Former state lawmaker John Kromko tells us that he’s not going to run for mayor after all.
Kromko, who had registered a write-in candidate for the Green Party nomination last week, says he realized he couldn’t raise enough money to run a viable campaign against Republican incumbent Bob Walkup.
“I didn’t want to get into a race where I had no chance,” Kromko says.
More in this week’s Skinny!
This article appears in Aug 2-8, 2007.

Oh thank goodness. He’d hate to split the green vote.
Any old-timers remember when the little fellow calling himself Bilbo Baggins (that was his legal name, although not the one foisted upon him by his parents) ran for mayor? I think it was in the late 1970s, of course. And what’s all this about repealing the “garbage tax”? In the ’70s, the locals simply recalled the council members who voted for higher (and more realistic) water pumping fees and replaced them with know-nothing goons, each of whom lasted about one term before the populace came to its senses. Those were the days when local campaigns were interesting!
In regard to this weeks Skinny, why won’t this be an interesting, or even exciting, campaign without John Kromko running against Mayor Walkup?
Are you saying that the Weekly intends to fulfill its role as a media cheerleader for the status quo? That you don’t want to appear as if you might be encouraging people to look at the diseased roots of the current system?
When anyone takes an objective look at what’s going on in the world today, they immediately realize that change is necessary. Unless, of course, their salary depends on them not realizing that. I guess advertising dollars trumps not only common sense, but life itself.
What we have in Dave Croteau is not only a candidate who is qualified to be mayor of Tucson, but who offers the people of Tucson and its economy a very clear choice that the major parties are deathly afraid of. Those who think the only path to Tucson’s economic future is by encouraging more low-wage no benefit service sector jobs and paving over what little is left of our fragile desert ecosystem in order for special interests–very few of whom are local–to continue amassing obscene fortunes are those who have neither vision nor hope.
If the job of the press is to help educate people and make them aware of issues, the Green vs. Republican choice, and especially Croteau’s sustainability through relocalization campaign, should be generating more interest than anything else the Weekly has covered in decades.
Isn’t repeating the conventional “wisdom” that Mayor Walkup is unbeatable simply helping to create a self-fulfilling prophecy? As was made evident to me by the replies I received to my recent op-ed piece in the Star, “Rejection of growth is a viable policy option,” people are aware that some hard decisions must be made. And they want them made now.
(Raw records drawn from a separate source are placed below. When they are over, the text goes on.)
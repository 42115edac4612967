//! Row conversion: one source row in, one [`Transaction`] out.
//!
//! [`RowConverter`] is the seam the pipeline works against. [`SourceProfile`]
//! is its data-driven implementation: a customer layout is a set of column
//! renames, two date patterns and a couple of per-field rules, loadable from
//! JSON like any other configuration.

use serde::{Deserialize, Serialize};
use std::collections::BTreeMap;
use std::path::Path;

use super::fields::{build_date, build_monetary, build_string, build_transaction_id, optional_string};
use crate::error::{ProfileError, ProfileResult, ValidationError};
use crate::models::{CanonicalField, Transaction};
use crate::parser::Row;

/// Converts rows of one customer layout into canonical transactions.
pub trait RowConverter {
    /// Short name of the source, used in logs.
    fn name(&self) -> &str;

    /// Build a transaction from one row, or report the first invalid field.
    fn convert_row_to_transaction(&self, row: &Row) -> Result<Transaction, ValidationError>;
}

/// How the canonical first name is assembled
#[derive(Debug, Clone, Default, PartialEq, Serialize, Deserialize)]
#[serde(tag = "type", rename_all = "snake_case")]
pub enum FirstNameRule {
    /// Read the first-name column as-is
    #[default]
    Column,

    /// Append the middle name, separated by a space, when the source has one
    WithMiddleName { middle_name_column: String },
}

/// Where the health fund comes from
#[derive(Debug, Clone, Default, PartialEq, Serialize, Deserialize)]
#[serde(tag = "type", rename_all = "snake_case")]
pub enum HealthFundRule {
    /// Read the health-fund column
    #[default]
    Column,

    /// Every row of this source belongs to the same fund
    Constant { value: String },
}

/// Declarative description of one customer CSV layout.
///
/// # Example
///
/// ```
/// use normaliser::{CanonicalField, SourceProfile};
///
/// let profile = SourceProfile::from_json(r#"{
///     "name": "Acme",
///     "date_claimed_format": "%Y-%m-%d",
///     "dob_format": "%Y-%m-%d",
///     "columns": { "provider": "ProviderNo" },
///     "health_fund": { "type": "constant", "value": "Acme Health" }
/// }"#).unwrap();
///
/// assert_eq!(profile.column(CanonicalField::Provider), "ProviderNo");
/// assert_eq!(profile.column(CanonicalField::Cost), "Cost");
/// ```
#[derive(Debug, Clone, PartialEq, Serialize, Deserialize)]
pub struct SourceProfile {
    /// Source name, e.g. the customer code
    pub name: String,

    /// Human-readable description
    #[serde(default)]
    pub description: String,

    /// Source column per canonical field, when it differs from the default
    #[serde(default)]
    pub columns: BTreeMap<CanonicalField, String>,

    /// strftime-style pattern of the claim date
    pub date_claimed_format: String,

    /// strftime-style pattern of the date of birth
    pub dob_format: String,

    #[serde(default)]
    pub first_name: FirstNameRule,

    #[serde(default)]
    pub health_fund: HealthFundRule,
}

impl SourceProfile {
    /// Profile reading every default column with the given date patterns.
    pub fn new(
        name: impl Into<String>,
        date_claimed_format: impl Into<String>,
        dob_format: impl Into<String>,
    ) -> Self {
        Self {
            name: name.into(),
            description: String::new(),
            columns: BTreeMap::new(),
            date_claimed_format: date_claimed_format.into(),
            dob_format: dob_format.into(),
            first_name: FirstNameRule::Column,
            health_fund: HealthFundRule::Column,
        }
    }

    pub fn with_description(mut self, description: impl Into<String>) -> Self {
        self.description = description.into();
        self
    }

    /// Read `field` from `column` instead of its default column.
    pub fn with_column(mut self, field: CanonicalField, column: impl Into<String>) -> Self {
        self.columns.insert(field, column.into());
        self
    }

    pub fn with_first_name(mut self, rule: FirstNameRule) -> Self {
        self.first_name = rule;
        self
    }

    pub fn with_health_fund(mut self, rule: HealthFundRule) -> Self {
        self.health_fund = rule;
        self
    }

    /// Source column consulted for `field`.
    pub fn column(&self, field: CanonicalField) -> &str {
        self.columns
            .get(&field)
            .map(String::as_str)
            .unwrap_or_else(|| field.default_column())
    }

    /// Parse and check a profile from a JSON string.
    pub fn from_json(json: &str) -> ProfileResult<Self> {
        let profile: Self = serde_json::from_str(json)?;
        profile.validate()?;
        Ok(profile)
    }

    /// Load a profile from a JSON file.
    pub fn from_path<P: AsRef<Path>>(path: P) -> ProfileResult<Self> {
        let path = path.as_ref();
        let json = std::fs::read_to_string(path).map_err(|source| ProfileError::Io {
            path: path.to_path_buf(),
            source,
        })?;
        Self::from_json(&json)
    }

    /// Serialize to JSON string
    pub fn to_json(&self) -> Result<String, serde_json::Error> {
        serde_json::to_string_pretty(self)
    }

    /// Reject profiles that could never produce a valid transaction.
    pub fn validate(&self) -> ProfileResult<()> {
        if self.name.trim().is_empty() {
            return Err(ProfileError::Invalid("name is empty".into()));
        }
        if self.date_claimed_format.trim().is_empty() || self.dob_format.trim().is_empty() {
            return Err(ProfileError::Invalid(format!(
                "{}: date formats must not be empty",
                self.name
            )));
        }
        if let Some((field, _)) = self.columns.iter().find(|(_, c)| c.trim().is_empty()) {
            return Err(ProfileError::Invalid(format!(
                "{}: empty column name for {:?}",
                self.name, field
            )));
        }
        match (&self.first_name, &self.health_fund) {
            (FirstNameRule::WithMiddleName { middle_name_column }, _)
                if middle_name_column.trim().is_empty() =>
            {
                Err(ProfileError::Invalid(format!("{}: empty middle name column", self.name)))
            }
            (_, HealthFundRule::Constant { value }) if value.trim().is_empty() => {
                Err(ProfileError::Invalid(format!("{}: constant health fund is empty", self.name)))
            }
            _ => Ok(()),
        }
    }

    fn build_first_name(&self, row: &Row) -> Result<String, ValidationError> {
        let first_name = build_string(row, self.column(CanonicalField::FirstName))?;

        match &self.first_name {
            FirstNameRule::Column => Ok(first_name),
            FirstNameRule::WithMiddleName { middle_name_column } => {
                match optional_string(row, middle_name_column) {
                    Some(middle) => Ok(format!("{} {}", first_name, middle)),
                    None => Ok(first_name),
                }
            }
        }
    }

    fn build_health_fund(&self, row: &Row) -> Result<String, ValidationError> {
        match &self.health_fund {
            HealthFundRule::Column => build_string(row, self.column(CanonicalField::HealthFund)),
            HealthFundRule::Constant { value } => Ok(value.clone()),
        }
    }
}

impl RowConverter for SourceProfile {
    fn name(&self) -> &str {
        &self.name
    }

    fn convert_row_to_transaction(&self, row: &Row) -> Result<Transaction, ValidationError> {
        let text = |field: CanonicalField| build_string(row, self.column(field));

        Ok(Transaction {
            transaction_id: build_transaction_id(row, self.column(CanonicalField::TransactionId))?,
            date_claimed: build_date(
                row,
                self.column(CanonicalField::DateClaimed),
                &self.date_claimed_format,
            )?,
            first_name: self.build_first_name(row)?,
            last_name: text(CanonicalField::LastName)?,
            dob: build_date(row, self.column(CanonicalField::Dob), &self.dob_format)?,
            item_id: text(CanonicalField::ItemId)?,
            item_description: text(CanonicalField::ItemDescription)?,
            cost: build_monetary(row, self.column(CanonicalField::Cost))?,
            fund_cover: build_monetary(row, self.column(CanonicalField::FundCover))?,
            payment_method: text(CanonicalField::PaymentMethod)?,
            provider: text(CanonicalField::Provider)?,
            health_fund: self.build_health_fund(row)?,
        })
    }
}
//! Error types for the normalisation pipeline.
//!
//! - [`ValidationError`] - a source row cannot become a [`crate::Transaction`]
//! - [`FormatError`] - a transaction cannot be written as an unquoted CSV row
//! - [`ProfileError`] - a source profile is unreadable or inconsistent
//! - [`NormaliseError`] - top-level failures that abort a run
//!
//! Only [`NormaliseError`] is fatal. The first two are recovered per row by
//! the orchestrator and the writer respectively.

use std::path::PathBuf;
use thiserror::Error;

use crate::parser::CsvError;

// =============================================================================
// Row Validation
// =============================================================================

/// A required field is missing, empty, or not coercible to its type.
///
/// `field` is the source column that was consulted, so the message points at
/// the customer's own header name.
#[derive(Debug, Clone, PartialEq, Eq, Error)]
#[error("Invalid value for {field}")]
pub struct ValidationError {
    pub field: String,
}

impl ValidationError {
    pub fn new(field: impl Into<String>) -> Self {
        Self { field: field.into() }
    }
}

// =============================================================================
// Output Formatting
// =============================================================================

/// A converted transaction cannot be serialised to the canonical CSV.
#[derive(Debug, Clone, PartialEq, Error)]
pub enum FormatError {
    /// Output is unquoted, so delimiters, quotes and line breaks cannot be escaped.
    #[error("need to escape {field} (value '{value}') but quoting is disabled")]
    NeedsEscape { field: &'static str, value: String },

    /// NaN and infinities parse at ingest but are meaningless amounts.
    #[error("{field} is not a finite amount: {value}")]
    NonFiniteAmount { field: &'static str, value: f64 },
}

// =============================================================================
// Source Profiles
// =============================================================================

/// Errors loading or checking a [`crate::SourceProfile`].
#[derive(Debug, Error)]
pub enum ProfileError {
    #[error("Failed to read profile {path}: {source}")]
    Io {
        path: PathBuf,
        #[source]
        source: std::io::Error,
    },

    #[error("Invalid profile JSON: {0}")]
    Json(#[from] serde_json::Error),

    #[error("Invalid profile: {0}")]
    Invalid(String),

    #[error("Unknown source '{0}'")]
    UnknownSource(String),
}

// =============================================================================
// Run Errors (top-level)
// =============================================================================

/// Failures that stop a whole conversion run.
#[derive(Debug, Error)]
pub enum NormaliseError {
    /// The input file could not be opened, decoded or parsed.
    #[error("CSV error: {0}")]
    Csv(#[from] CsvError),

    /// The output file could not be created or flushed.
    #[error("Failed to write {path}: {source}")]
    Output {
        path: PathBuf,
        #[source]
        source: std::io::Error,
    },

    /// The CSV writer failed below the row level.
    #[error("CSV writer error: {0}")]
    Writer(#[from] csv::Error),

    #[error("Profile error: {0}")]
    Profile(#[from] ProfileError),
}

/// Result type for profile operations.
pub type ProfileResult<T> = Result<T, ProfileError>;

/// Result type for run-level operations.
pub type NormaliseResult<T> = Result<T, NormaliseError>;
Rejecting change because it is not politically expedient is simply a cop out, when the necessary path is to elect a mayor with the vision and courage to do the right thing for our community, its economy, and the environment they both depend on.
If, as per Ben’s post, Kromko chose to flipflop between the Libertarian Party and the Greens, that seems incredibly strange: the two parties have remarkably different positions on some areas of legislation.